_Extracted information_
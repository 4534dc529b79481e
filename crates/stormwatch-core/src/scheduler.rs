//! Tick registration abstraction.
//!
//! The bridge runs entirely off tick callbacks: detector polls, the
//! dispatch drain, and the listener health check all fire on fixed
//! cadences. [`TickScheduler`] models the host's tick-registration
//! facility so the lifecycle manager can register and unregister
//! callbacks without knowing who drives them.
//!
//! Two implementations are provided: [`IntervalScheduler`] drives each
//! registration from its own tokio interval task (for hosts without a
//! native tick facility, and for the bridge's own integration tests),
//! and [`ManualScheduler`] fires callbacks only when told to, which
//! makes cadence-dependent behavior deterministic in tests.

use std::collections::BTreeMap;
use std::sync::atomic::{AtomicU64, Ordering};
use std::sync::Mutex;
use std::time::Duration;

use tokio::task::JoinHandle;
use tracing::debug;

/// Opaque identifier for one tick registration.
#[derive(Debug, Clone, Copy, PartialEq, Eq, PartialOrd, Ord, Hash)]
pub struct TickHandle(u64);

/// A registered tick callback.
///
/// Callbacks must be short and non-blocking; they run on the driver's
/// execution context and share it with every other registration.
pub type TickFn = Box<dyn FnMut() + Send>;

/// A facility that invokes callbacks on fixed cadences.
pub trait TickScheduler: Send + Sync {
    /// Register `callback` to fire every `interval`.
    fn register(&self, interval: Duration, callback: TickFn) -> TickHandle;

    /// Remove a registration. Unknown handles are ignored, so
    /// unregistering twice is harmless.
    fn unregister(&self, handle: TickHandle);
}

// ---------------------------------------------------------------------------
// Tokio interval scheduler
// ---------------------------------------------------------------------------

/// Drives each registration from its own background tokio task.
///
/// Must be used from within a tokio runtime. The first invocation fires
/// one full interval after registration, not immediately. Unregistering
/// aborts the task; a callback that is mid-run finishes first because
/// the abort point is the interval await.
#[derive(Debug, Default)]
pub struct IntervalScheduler {
    next_id: AtomicU64,
    tasks: Mutex<BTreeMap<u64, JoinHandle<()>>>,
}

impl IntervalScheduler {
    /// Create a scheduler with no registrations.
    pub const fn new() -> Self {
        Self {
            next_id: AtomicU64::new(0),
            tasks: Mutex::new(BTreeMap::new()),
        }
    }
}

impl TickScheduler for IntervalScheduler {
    fn register(&self, interval: Duration, mut callback: TickFn) -> TickHandle {
        let id = self.next_id.fetch_add(1, Ordering::Relaxed);
        let task = tokio::spawn(async move {
            let start = tokio::time::Instant::now().checked_add(interval);
            let mut ticker = match start {
                Some(start) => tokio::time::interval_at(start, interval),
                None => tokio::time::interval(interval),
            };
            ticker.set_missed_tick_behavior(tokio::time::MissedTickBehavior::Delay);
            loop {
                ticker.tick().await;
                callback();
            }
        });
        if let Ok(mut tasks) = self.tasks.lock() {
            tasks.insert(id, task);
        } else {
            // Lock poisoned: the registration still runs, it just cannot
            // be unregistered individually anymore.
            task.abort();
        }
        let interval_ms = u64::try_from(interval.as_millis()).unwrap_or(u64::MAX);
        debug!(id, interval_ms, "tick registered");
        TickHandle(id)
    }

    fn unregister(&self, handle: TickHandle) {
        let task = self
            .tasks
            .lock()
            .ok()
            .and_then(|mut tasks| tasks.remove(&handle.0));
        if let Some(task) = task {
            task.abort();
            debug!(id = handle.0, "tick unregistered");
        }
    }
}

impl Drop for IntervalScheduler {
    fn drop(&mut self) {
        if let Ok(mut tasks) = self.tasks.lock() {
            for (_, task) in std::mem::take(&mut *tasks) {
                task.abort();
            }
        }
    }
}

// ---------------------------------------------------------------------------
// Manual scheduler (tests)
// ---------------------------------------------------------------------------

/// A scheduler that fires registrations only on explicit request.
///
/// Registration order is preserved: [`fire_all`](Self::fire_all) invokes
/// callbacks in the order they were registered, which matches the
/// lifecycle manager's registration sequence (detector polls before the
/// dispatch drain). Callbacks must not call back into the scheduler.
#[derive(Default)]
pub struct ManualScheduler {
    next_id: AtomicU64,
    callbacks: Mutex<BTreeMap<u64, TickFn>>,
}

impl ManualScheduler {
    /// Create a scheduler with no registrations.
    pub const fn new() -> Self {
        Self {
            next_id: AtomicU64::new(0),
            callbacks: Mutex::new(BTreeMap::new()),
        }
    }

    /// Fire a single registration. Returns `false` for unknown handles.
    pub fn fire(&self, handle: TickHandle) -> bool {
        let Ok(mut callbacks) = self.callbacks.lock() else {
            return false;
        };
        match callbacks.get_mut(&handle.0) {
            Some(callback) => {
                callback();
                true
            }
            None => false,
        }
    }

    /// Fire every registration once, in registration order.
    pub fn fire_all(&self) {
        if let Ok(mut callbacks) = self.callbacks.lock() {
            for callback in callbacks.values_mut() {
                callback();
            }
        }
    }

    /// Number of live registrations.
    pub fn registered(&self) -> usize {
        self.callbacks.lock().map(|c| c.len()).unwrap_or(0)
    }
}

impl std::fmt::Debug for ManualScheduler {
    fn fmt(&self, f: &mut std::fmt::Formatter<'_>) -> std::fmt::Result {
        f.debug_struct("ManualScheduler")
            .field("registered", &self.registered())
            .finish()
    }
}

impl TickScheduler for ManualScheduler {
    fn register(&self, _interval: Duration, callback: TickFn) -> TickHandle {
        let id = self.next_id.fetch_add(1, Ordering::Relaxed);
        if let Ok(mut callbacks) = self.callbacks.lock() {
            callbacks.insert(id, callback);
        }
        TickHandle(id)
    }

    fn unregister(&self, handle: TickHandle) {
        if let Ok(mut callbacks) = self.callbacks.lock() {
            callbacks.remove(&handle.0);
        }
    }
}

_Assignment_
The expected output is the exact run of lines from the start of the entries through the line with "fire on fixed", inclusive.

_Solution to the problem_
repository 4534dc529b79481e
filename crates/stormwatch-core/src/scheduler.rs
//! Tick registration abstraction.
//!
//! The bridge runs entirely off tick callbacks: detector polls, the
//! dispatch drain, and the listener health check all fire on fixed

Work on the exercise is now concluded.